Читать «Песни Петера Сьлядека» онлайн - страница 269

Генри Олди

Нищий бродяга, он играл для них, как для себя.

Один на один.

«Как в последний раз!» – ударила непрошеная мысль. Гнусная, дрянная, гадкая мыслишка! – тем не менее, ее горечь, будто желчь, отрезвила, вернув ясность рассудку. Разве можно играть так в последний раз в жизни! Да ведь он сгорит со стыда на том свете! Его сварят в котле рогатые черти, и поделом! Только сейчас, утонув в чудесной акустике дивного, настоящего зала, Петер узнал: как плохо он играет.

Несчастный, ты получил, что хотел.

Звук слоился, струны дребезжали. Голос Капризной Госпожи фальшивил, не достигая балконов. Инструмент растерялся, как и хозяин инструмента. Напевая баллады, Сьлядек заикался, промахиваясь не в такт. Это, с позволения сказать, искусство годилось для площадей и харчевен, унылых поминок и разудалых гулянок. Для кого он играл все эти годы? Для солдат и школяров, воров и гулящих девок, бюргеров и крестьян, ремесленников и бездельников. О да, им нравилось! Они платили гроши, угощали и требовали потешить их заскорузлые души. Но здесь, в Храме Музыки, цена его мастерству – ломаный грош.

На такую монету стыдно сыграть даже с игроком в сером.

Призрачные лица слушателей таяли перед закрытыми глазами Петера Сьлядека. Тонули в тумане. Отдалялись, исчезали… Дело было не в том, что эти люди – лишь плод воображения. Просто сорвать этот плод, распробовать на вкус, познать добро и зло – означало покинуть райский сад, "Collegium Musicum «Eden», навеки. Он скомкал коду и медленно опустил лютню, словно покойника в гроб. В душе было пусто и гулко – зал-душа, город-душа, обезлюдевший, опустошенный…

Аплодисменты. Одинокие, но отчетливые.

Свет люстры слепил, мешая разглядеть щедрого доброжелателя.

– Спасибо, маэстро.
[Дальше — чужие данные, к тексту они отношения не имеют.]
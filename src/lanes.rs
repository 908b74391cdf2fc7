//! Lane activation planning.
//!
//! Ten lettered lanes each gate five sub-lanes. A sub-lane is active when its
//! lane's branch toggle is truthy and a prompt is linked for that sub-lane,
//! looked up on the primary record first and then on the workflow record.

use serde::{Deserialize, Serialize};
use tracing::debug;

use crate::aliases::{keys, AliasCatalog};
use crate::record::{FieldValue, SourceRecord};
use crate::resolve::{resolve, resolve_truthy};

/// Top-level lanes, in planning order.
pub const LANES: [char; 10] = ['A', 'B', 'C', 'D', 'E', 'F', 'G', 'H', 'I', 'J'];

/// Sub-lane suffixes, in planning order. `A` + `1.1` is sub-lane `A1.1`.
pub const SUB_LANES: [&str; 5] = ["1.1", "2.1", "3.1", "4.1", "5.1"];

#[derive(Debug, Clone, PartialEq, Eq, Serialize, Deserialize)]
pub struct LaneActivation {
    pub lane: String,
    pub enabled: bool,
}

impl LaneActivation {
    fn enabled(lane: String) -> Self {
        Self {
            lane,
            enabled: true,
        }
    }
}

/// Plans lane activation against an alias catalog.
pub struct LanePlanner<'c> {
    catalog: &'c AliasCatalog,
}

impl<'c> LanePlanner<'c> {
    pub fn new(catalog: &'c AliasCatalog) -> Self {
        Self { catalog }
    }

    /// Ordered list of activated sub-lanes, lane-major then sub-lane-minor.
    ///
    /// Without a workflow record nothing activates, whatever the toggles say.
    pub fn plan(
        &self,
        primary: &SourceRecord,
        workflow: Option<&SourceRecord>,
    ) -> Vec<LaneActivation> {
        let Some(workflow) = workflow else {
            debug!(record = %primary.id, "No workflow record; lane plan is empty");
            return Vec::new();
        };

        let mut plan = Vec::new();
        for lane in LANES {
            let toggle = self.catalog.aliases(&keys::branch_toggle(lane));
            if !resolve_truthy(Some(primary), toggle) {
                continue;
            }
            for suffix in SUB_LANES {
                let sub_lane = format!("{lane}{suffix}");
                if self.has_prompt(&sub_lane, primary, workflow) {
                    plan.push(LaneActivation::enabled(sub_lane));
                }
            }
        }

        debug!(
            record = %primary.id,
            workflow = %workflow.id,
            active = plan.len(),
            "Lane plan built"
        );
        plan
    }

    fn has_prompt(&self, sub_lane: &str, primary: &SourceRecord, workflow: &SourceRecord) -> bool {
        let aliases = self.catalog.aliases(&keys::prompt(sub_lane));
        let linked = |record: &SourceRecord| {
            resolve(Some(record), aliases).is_some_and(FieldValue::is_non_empty)
        };
        linked(primary) || linked(workflow)
    }
}

/// Convenience wrapper over [`LanePlanner::plan`].
pub fn plan_lanes(
    catalog: &AliasCatalog,
    primary: &SourceRecord,
    workflow: Option<&SourceRecord>,
) -> Vec<LaneActivation> {
    LanePlanner::new(catalog).plan(primary, workflow)
}
//! Context Relay: Unified Context Assembly and Progress Fan-out
//!
//! Resolves a primary record and its linked records from an external store
//! into one normalized context artifact for an execution engine, and relays
//! the engine's progress webhooks to live subscribers of the same
//! correlation id.

pub mod aliases;
pub mod cli;
pub mod config;
pub mod context;
pub mod error;
pub mod events;
pub mod lanes;
pub mod logging;
pub mod record;
pub mod relay;
pub mod resolve;
pub mod store;

pub use context::{ContextAssembler, UnifiedContext};
pub use error::{ApiError, StoreError};
pub use events::{ConnectionRegistry, EventBus};
pub use relay::Relay;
Я получил истинное удовольствие.

Наконец Петер догадался обернуться.

Слушатель находился не в зале, а на сцене, в левых кулисах. Давешний игрок в сером, у которого исхитрился заполучить монетку пестрый флейтист. Высокий, сухой: казалось, само Время покрыло его слоем мягкой пыли, не позволяя угадать истинный возраст. Одно-единственное, глянцево-черное пятно выделялось на фоне мышиного одеяния: кожаный футляр лютни.

– Вы слишком добры… право, я не заслужил…

– Бросьте, маэстро!

– Да нет же! Я скверно играл, – краска позора обожгла щеки.

– Не прибедняйтесь! Хотите, сыграем дуэтом?